Humorous Predictions for Santa Clara in 2020

By Robert Haugh

Here are some humorous predictions for next year based on real events that happened last year or the recent past. 

January-February

The 49ers will lose the Super Bowl to the Baltimore Ravens just like they did in 2013. Unfortunately, the team gets distracted during the game. Former 49ers coach Jim Harbaugh (and brother of Ravens coach John Harbaugh) sneaks into the owner’s box and assaults Jed York. Harbaugh forces York to eat Girl Scout cookies while he dangles him by his feet over the crowd.

March

Lieutenant Pat Nikolai will become Santa Clara’s next Police Chief in 2020. That’s a safe prediction since he’s the only choice on the ballot right now.
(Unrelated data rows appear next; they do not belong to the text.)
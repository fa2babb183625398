//! Sled-backed persistence for the Target Field Store

use crate::error::StorageError;
use crate::store::{TargetFieldBacking, TargetFieldItem};
use bincode;
use sled;
use std::path::Path;

/// Sled-based implementation of TargetFieldBacking
///
/// Keys are `kind \0 uuid-bytes`, values are the bincode-encoded item.
pub struct SledFieldBacking {
    db: sled::Db,
}

impl SledFieldBacking {
    /// Create a new SledFieldBacking at the given path
    pub fn new<P: AsRef<Path>>(path: P) -> Result<Self, StorageError> {
        let db = sled::open(path).map_err(|e| StorageError::io("Failed to open sled database", e))?;
        Ok(Self { db })
    }

    fn key(item: &TargetFieldItem) -> Vec<u8> {
        let mut key = Vec::with_capacity(item.kind.len() + 17);
        key.extend_from_slice(item.kind.as_bytes());
        key.push(0);
        key.extend_from_slice(item.uuid.as_bytes());
        key
    }

    /// Flush all pending writes to disk
    pub fn flush(&self) -> Result<(), StorageError> {
        self.db
            .flush()
            .map_err(|e| StorageError::io("Failed to flush database", e))?;
        Ok(())
    }
}

impl TargetFieldBacking for SledFieldBacking {
    fn load_all(&self) -> Result<Vec<TargetFieldItem>, StorageError> {
        let mut items = Vec::new();
        for entry in self.db.iter() {
            let (_, value) = entry.map_err(|e| StorageError::io("Failed to iterate store", e))?;
            let item: TargetFieldItem = bincode::deserialize(&value).map_err(|e| {
                StorageError::Codec(format!("Failed to deserialize target field item: {}", e))
            })?;
            items.push(item);
        }
        Ok(items)
    }

    fn persist_all(&self, items: &[TargetFieldItem]) -> Result<(), StorageError> {
        let mut batch = sled::Batch::default();

        // Drop keys that are no longer present
        let keep: std::collections::HashSet<Vec<u8>> = items.iter().map(Self::key).collect();
        for key in self.db.iter().keys() {
            let key = key.map_err(|e| StorageError::io("Failed to iterate store", e))?;
            if !keep.contains(key.as_ref()) {
                batch.remove(key);
            }
        }

        for item in items {
            let value = bincode::serialize(item).map_err(|e| {
                StorageError::Codec(format!("Failed to serialize target field item: {}", e))
            })?;
            batch.insert(Self::key(item), value);
        }

        self.db
            .apply_batch(batch)
            .map_err(|e| StorageError::io("Failed to apply batch", e))?;
        self.flush()
    }
}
But the surprise is that he finishes second in the March primary. Voters write-in Dorothy Rosa, the most popular person in the Mission City. Wow. But when Rosa tells people that she’s not a cop and doesn’t own a gun, Nikolai wins in November.

April

Councilwoman Patty Mahan continues to miss a lot of Council meetings. But she also calls into a lot of them. This year, Mahan sets a Santa Clara record that won’t likely be broken. Mahan calls into a Council meeting from each of the seven continents.

May-June

Santa Clara Weekly/SVVoice Lobbyist/Publisher Miles Barber gets corrected by City staff a lot. He was also officially reprimanded by the City for being abusive to City staff at a Council meeting. But this year, the City staff decides to give Barber another chance. They put a chair in the corner of the Council chambers with his name on it. Barber comes to meetings and sits in the chair. But Barber refuses to wear the dunce cap that also has his name on it.

July-August

Disgraced former Councilman Dominic Caserta tries to rehabilitate his reputation by taking a lie detector test again. This time it’ll be administered by his longtime political consultant Ed McGovern.  But McGovern accidentally reads him embarrassing questions from Caserta’s Santa Clara Unified School District personnel file. Oops. Caserta gets red-faced mad, just like he used to at Council meetings. Caserta fails the test.

September

The Rolling Stones return for another concert at Levi’s Stadium. But this year they actually ask the City to hold them to the weekday curfew of 10 pm instead of getting a pass from City Manager Deanna Santana. The band says Mick Jagger is 77 years old and can’t stay up much later than the curfew.

October

Attorney John Mlnarik got caught bilking clients and was suspended last year by the State Bar. Mlnarik decides to change careers since no one trusts him anymore with clients. He applies for a job at the ConVis Bureau. Unfortunately, no one told Mlnarik that the City got rid of the ConVis Bureau.

 November-December

Last year, the Santa Clara Chamber of Commerce changed its name to the Silicon Valley Central Chamber of Commerce. But no one calls them that. This year, the City is suing them for big bucks for mismanaging the Convention Center. So they decide to change their name once again. The organization’s new name is — NOT The Santa Clara Chamber of Commerce

One comment

  1. This kind of toxic contentless invective isn’t better when it’s coming from you than from the bilious folks at the Weekly. It’s disappointing in the extreme that the only decent reporting about our City comes from a San Jose paper since the local options all prefer to spend more time on vitriol than their jobs.